В общем, аргументов прибавилось, хотя хватило бы и тех, что выдвигал Попов в первой статье. Более того, выяснилось, что перепечатавший в «Книге о Лермонтове» первую подделку Вяземского, написавший сценарий фильма «Кавказский пленник» и выступавший инициатором книжного издания П. Е. Щеголев… успел убедиться в том, что «письма, приписываемые Омер де Гелль, не были ее подлинными писаниями»[21]. Можно, конечно, поверить, что Щеголев прозрел накануне смерти, но останется открытым вопрос: почему же не поверили ему, безусловно очень авторитетному историку, те, кто все же издал книгу в 1933 году? Почему молчал внук Вяземского Шереметев — можно понять: все-таки «семейные тайны». Но почему никому не бросились а глаза несообразности, отмеченные Поповым? Почему никто не заглянул в легкодоступный источник — сборник, выпущенный в память П. П. Вяземского, где в воспоминаниях Н. В. Тимофеева можно прочесть следующее: «В те проблески жизни, когда здоровье несколько возвращалось к князю (о тяжелом недуге, затронувшем психику старика Вяземского, упоминается и в других мемуарах. — А.Н.), он посещал книготорговцев и антиквариев, покупал у них древние вещи и книги. В то же время он усиленно продолжал заниматься сочинениями. Одно из сочинений, по мысли князя, должно было быть иллюстрировано, и он старательно раскрашивал литографированные портреты каких-то иностранцев, военных, штатских и дам. В этом помогал князю почти ежедневно художник Красницкий, ныне также покойный. Сочинение это должно быть в Остафьевском архиве. Я как сейчас вижу синий крашенинный переплет домашнего изделия — это оригинальные сочинения; кроме того, должна быть копия, писанная четким писарским почерком»[22]. Почему, наконец, никто не вспомнил о том, что работы Вяземского о «Слове о полку Игореве» были очень произвольными, многие его наблюдения почитались просто фантастическими и вызывали печатную критику? Почему в связи с Омер де Гелль не заходила речь о том, что предпринятые Вяземским публикации из Остафьевского архива, его воспоминания тоже не отличались особой корректностью? Лучшим ответом на эти вопросы, видимо, могут послужить уже цитировавшиеся слова П. А. Висковатого: «…так созданы люди, что им непременно верится в то, во что им почему-либо хочется верить…» Верится в то, что созвучно общекультурным установкам эпохи.

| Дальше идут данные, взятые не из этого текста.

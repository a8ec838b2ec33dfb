//! Access to the worksheet that stores the transactions.
//!
//! A [SheetGateway] hands out a [Worksheet] per request. The worksheet's first
//! row is always the header, so transaction rows start at row 2. Rows and
//! columns are numbered from 1 like in the spreadsheet UI.

mod google;
mod memory;

use async_trait::async_trait;
use serde::{Serialize, Serializer};

use crate::Error;

pub use google::GoogleSheetGateway;
pub use memory::MemorySheetGateway;

/// The row number of the header row.
pub const HEADER_ROW: usize = 1;

/// The row number of the first transaction.
pub const FIRST_DATA_ROW: usize = 2;

/// Hands out authenticated worksheets.
#[async_trait]
pub trait SheetGateway: Send + Sync {
    /// Open the worksheet, creating the spreadsheet if it does not exist and
    /// making sure the first row is the expected header.
    ///
    /// # Errors
    /// Returns [Error::GatewayUnavailable] if the worksheet cannot be opened
    /// for any reason. Callers should respond with a server error.
    async fn acquire(&self) -> Result<Box<dyn Worksheet>, Error>;
}

/// The row operations the application needs from a worksheet.
#[async_trait]
pub trait Worksheet: Send + Sync {
    /// Every row of the worksheet, including the header.
    async fn all_values(&self) -> Result<Vec<Vec<String>>, Error>;

    /// The cells of a single row. Rows past the end of the sheet are empty.
    async fn row_values(&self, row: usize) -> Result<Vec<String>, Error>;

    /// Add a row after the last non-empty row.
    async fn append_row(&self, cells: Vec<CellValue>) -> Result<(), Error>;

    /// Insert a row at `row`, moving that row and those below it down by one.
    async fn insert_row(&self, cells: Vec<CellValue>, row: usize) -> Result<(), Error>;

    /// Overwrite a single cell.
    async fn update_cell(&self, row: usize, col: usize, cell: CellValue) -> Result<(), Error>;

    /// Remove a row, moving the rows below it up by one.
    async fn delete_row(&self, row: usize) -> Result<(), Error>;

    /// The number of the first row at or below `from_row` whose cell in
    /// column `col` is exactly `value`.
    async fn find_row(
        &self,
        col: usize,
        value: &str,
        from_row: usize,
    ) -> Result<Option<usize>, Error>;
}

/// A value written to a cell.
#[derive(Debug, Clone, PartialEq)]
pub enum CellValue {
    /// Stored verbatim as a string.
    Text(String),
    /// Stored as a number.
    Number(f64),
    /// Clears the cell.
    Empty,
}

impl CellValue {
    /// The text the worksheet shows for this value.
    pub fn to_cell_text(&self) -> String {
        match self {
            CellValue::Text(text) => text.clone(),
            CellValue::Number(number) => number.to_string(),
            CellValue::Empty => String::new(),
        }
    }
}

impl From<Option<f64>> for CellValue {
    fn from(value: Option<f64>) -> Self {
        value.map_or(CellValue::Empty, CellValue::Number)
    }
}

impl From<&str> for CellValue {
    fn from(value: &str) -> Self {
        CellValue::Text(value.to_owned())
    }
}

// The Sheets API skips `null` cells, so empty cells are sent as "".
impl Serialize for CellValue {
    fn serialize<S>(&self, serializer: S) -> Result<S::Ok, S::Error>
    where
        S: Serializer,
    {
        match self {
            CellValue::Text(text) => serializer.serialize_str(text),
            CellValue::Number(number) => serializer.serialize_f64(*number),
            CellValue::Empty => serializer.serialize_str(""),
        }
    }
}

/// Make sure the first row of `worksheet` is `header`.
///
/// If row 1 is anything else, including empty, the header is inserted above
/// it so that no existing row is overwritten.
pub async fn ensure_header(worksheet: &dyn Worksheet, header: &[String]) -> Result<(), Error> {
    let first_row = worksheet.row_values(HEADER_ROW).await?;

    if first_row == header {
        return Ok(());
    }

    if first_row.is_empty() {
        tracing::info!("Writing header to empty worksheet");
    } else {
        tracing::warn!("Worksheet header {first_row:?} does not match {header:?}, inserting header");
    }

    let cells = header.iter().map(|column| column.as_str().into()).collect();
    worksheet.insert_row(cells, HEADER_ROW).await
}

/// Convert a 1-based column number to its A1 notation letters, e.g. 1 -> "A", 27 -> "AA".
pub fn column_letter(col: usize) -> String {
    let mut letters = Vec::new();
    let mut remaining = col;

    while remaining > 0 {
        let offset = (remaining - 1) % 26;
        letters.push(char::from(b'A' + offset as u8));
        remaining = (remaining - 1) / 26;
    }

    letters.iter().rev().collect()
}

#[cfg(test)]
mod tests {
    use crate::config::HEADER;

    use super::{
        CellValue, MemorySheetGateway, SheetGateway, Worksheet, column_letter, ensure_header,
    };

    fn header() -> Vec<String> {
        HEADER.iter().map(|column| column.to_string()).collect()
    }

    fn row(cells: &[&str]) -> Vec<String> {
        cells.iter().map(|cell| cell.to_string()).collect()
    }

    #[test]
    fn column_letters() {
        assert_eq!(column_letter(1), "A");
        assert_eq!(column_letter(7), "G");
        assert_eq!(column_letter(26), "Z");
        assert_eq!(column_letter(27), "AA");
        assert_eq!(column_letter(52), "AZ");
        assert_eq!(column_letter(703), "AAA");
    }

    #[test]
    fn numbers_show_without_trailing_zeros() {
        assert_eq!(CellValue::Number(1000.0).to_cell_text(), "1000");
        assert_eq!(CellValue::Number(2.5).to_cell_text(), "2.5");
        assert_eq!(CellValue::Empty.to_cell_text(), "");
    }

    #[test]
    fn empty_cells_serialize_as_empty_strings() {
        let json = serde_json::to_string(&vec![
            CellValue::Text("coffee".to_owned()),
            CellValue::Number(5.0),
            CellValue::Empty,
        ])
        .unwrap();

        assert_eq!(json, r#"["coffee",5.0,""]"#);
    }

    #[tokio::test]
    async fn writes_header_to_empty_worksheet() {
        let gateway = MemorySheetGateway::with_rows(Vec::new());

        gateway.acquire().await.unwrap();

        assert_eq!(gateway.rows(), vec![header()]);
    }

    #[tokio::test]
    async fn keeps_matching_header() {
        let data = row(&["1", "2025-01-01 00:00:00", "income", "salary", "10", "1", "10"]);
        let gateway = MemorySheetGateway::with_rows(vec![header(), data.clone()]);

        gateway.acquire().await.unwrap();

        assert_eq!(gateway.rows(), vec![header(), data]);
    }

    #[tokio::test]
    async fn inserts_header_above_mismatched_first_row() {
        let data = row(&["1", "2025-01-01 00:00:00", "income", "salary", "10", "1", "10"]);
        let gateway = MemorySheetGateway::with_rows(vec![data.clone()]);

        gateway.acquire().await.unwrap();

        assert_eq!(gateway.rows(), vec![header(), data]);
    }

    #[tokio::test]
    async fn ensure_header_is_idempotent() {
        let gateway = MemorySheetGateway::with_rows(Vec::new());
        let worksheet = gateway.acquire().await.unwrap();

        ensure_header(worksheet.as_ref(), &header()).await.unwrap();
        ensure_header(worksheet.as_ref(), &header()).await.unwrap();

        assert_eq!(worksheet.all_values().await.unwrap(), vec![header()]);
    }
}
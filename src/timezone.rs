//! Local time for timestamps written to the worksheet and used in file names.

use time::{
    OffsetDateTime, UtcOffset, format_description::BorrowedFormatItem,
    macros::format_description,
};
use time_tz::{Offset, TimeZone};

use crate::Error;

/// The format of the `date` column and the health check timestamp.
pub const TIMESTAMP_FORMAT: &[BorrowedFormatItem<'static>] =
    format_description!("[year]-[month]-[day] [hour]:[minute]:[second]");

/// The format of the timestamp in export file names.
pub const FILE_STAMP_FORMAT: &[BorrowedFormatItem<'static>] =
    format_description!("[year][month][day]_[hour][minute][second]");

/// The current UTC offset of a canonical timezone, e.g. "Asia/Jakarta".
pub fn get_local_offset(canonical_timezone: &str) -> Option<UtcOffset> {
    time_tz::timezones::get_by_name(canonical_timezone)
        .map(|tz| tz.get_offset_utc(&OffsetDateTime::now_utc()).to_utc())
}

/// The current time in `canonical_timezone`.
///
/// # Errors
/// Returns [Error::InvalidTimezone] if the name is not a known canonical timezone.
pub fn now_local(canonical_timezone: &str) -> Result<OffsetDateTime, Error> {
    let offset = get_local_offset(canonical_timezone)
        .ok_or_else(|| Error::InvalidTimezone(canonical_timezone.to_owned()))?;

    Ok(OffsetDateTime::now_utc().to_offset(offset))
}

/// Format `datetime` as `YYYY-MM-DD HH:MM:SS`.
pub fn format_timestamp(datetime: OffsetDateTime) -> String {
    datetime
        .format(TIMESTAMP_FORMAT)
        .unwrap_or_else(|_| datetime.to_string())
}

/// Format `datetime` as `YYYYMMDD_HHMMSS`.
pub fn format_file_stamp(datetime: OffsetDateTime) -> String {
    datetime
        .format(FILE_STAMP_FORMAT)
        .unwrap_or_else(|_| datetime.unix_timestamp().to_string())
}

#[cfg(test)]
mod tests {
    use time::macros::datetime;

    use crate::Error;

    use super::{format_file_stamp, format_timestamp, get_local_offset, now_local};

    #[test]
    fn formats_timestamps() {
        let datetime = datetime!(2025-03-04 05:06:07 UTC);

        assert_eq!(format_timestamp(datetime), "2025-03-04 05:06:07");
        assert_eq!(format_file_stamp(datetime), "20250304_050607");
    }

    #[test]
    fn resolves_canonical_timezone() {
        assert!(get_local_offset("Asia/Jakarta").is_some());
        assert!(now_local("Etc/UTC").is_ok());
    }

    #[test]
    fn rejects_unknown_timezone() {
        assert_eq!(
            now_local("Mars/Olympus_Mons"),
            Err(Error::InvalidTimezone("Mars/Olympus_Mons".to_owned()))
        );
    }
}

Каждая эпоха создает свои мифы о прошлом. Мистификации не бывают случайными — в них отражается, иногда против воли мистификаторов, вкус времени, его запросы и стереотипы. Не П. П. Вяземский сделал Омер де Гелль заветной спутницей Лермонтова. Не он выдал в печать «Письма и записки…». Стареющий литератор-дилетант забавлялся, одурачив читателей и специалистов. Он сочинял авантюрный роман — и делал это не слишком умело: многие сюжетные узлы лишь намечены, об иных замыслах Вяземского можно только догадываться[23]. Конечно, без старческого эротизма не обошлось, как не обошлось и без элементарной писательской слабости (умея задумать эпизод и обставить его «натуральными» деталями, Вяземский, как всякий дилетант, абсолютно не владеет искусством композиции). Но было в «Письмах и записках…» и другое: память о литературной моде молодости (парижские главы кажутся окарикатуренным и раздробленным подражанием романам Бальзака), желание поведать о нравах Востока (П. П. Вяземский в конце 1840-х годов служил в Константинополе), своеобразная игра с отцовскими воспоминаниями (А. И. Тургенев был ближайшим другом и постоянным корреспондентом П. А. Вяземского; старый сибарит князь Тюфякин, дипломат Поццо ди Борго, члены семейства Демидовых — его знакомыми, описанными в «записных книжках»). Вяземский пародировал и невежественные суждения иностранцев о России и «обличительную» литературу о «далеком прошлом» (1820-1840-х годах), рисующую ту эпоху сплошь черной краской. Решая одновременно несколько задач, он не мог решить ни одной, видимо и сам временами не понимая, что же он пишет.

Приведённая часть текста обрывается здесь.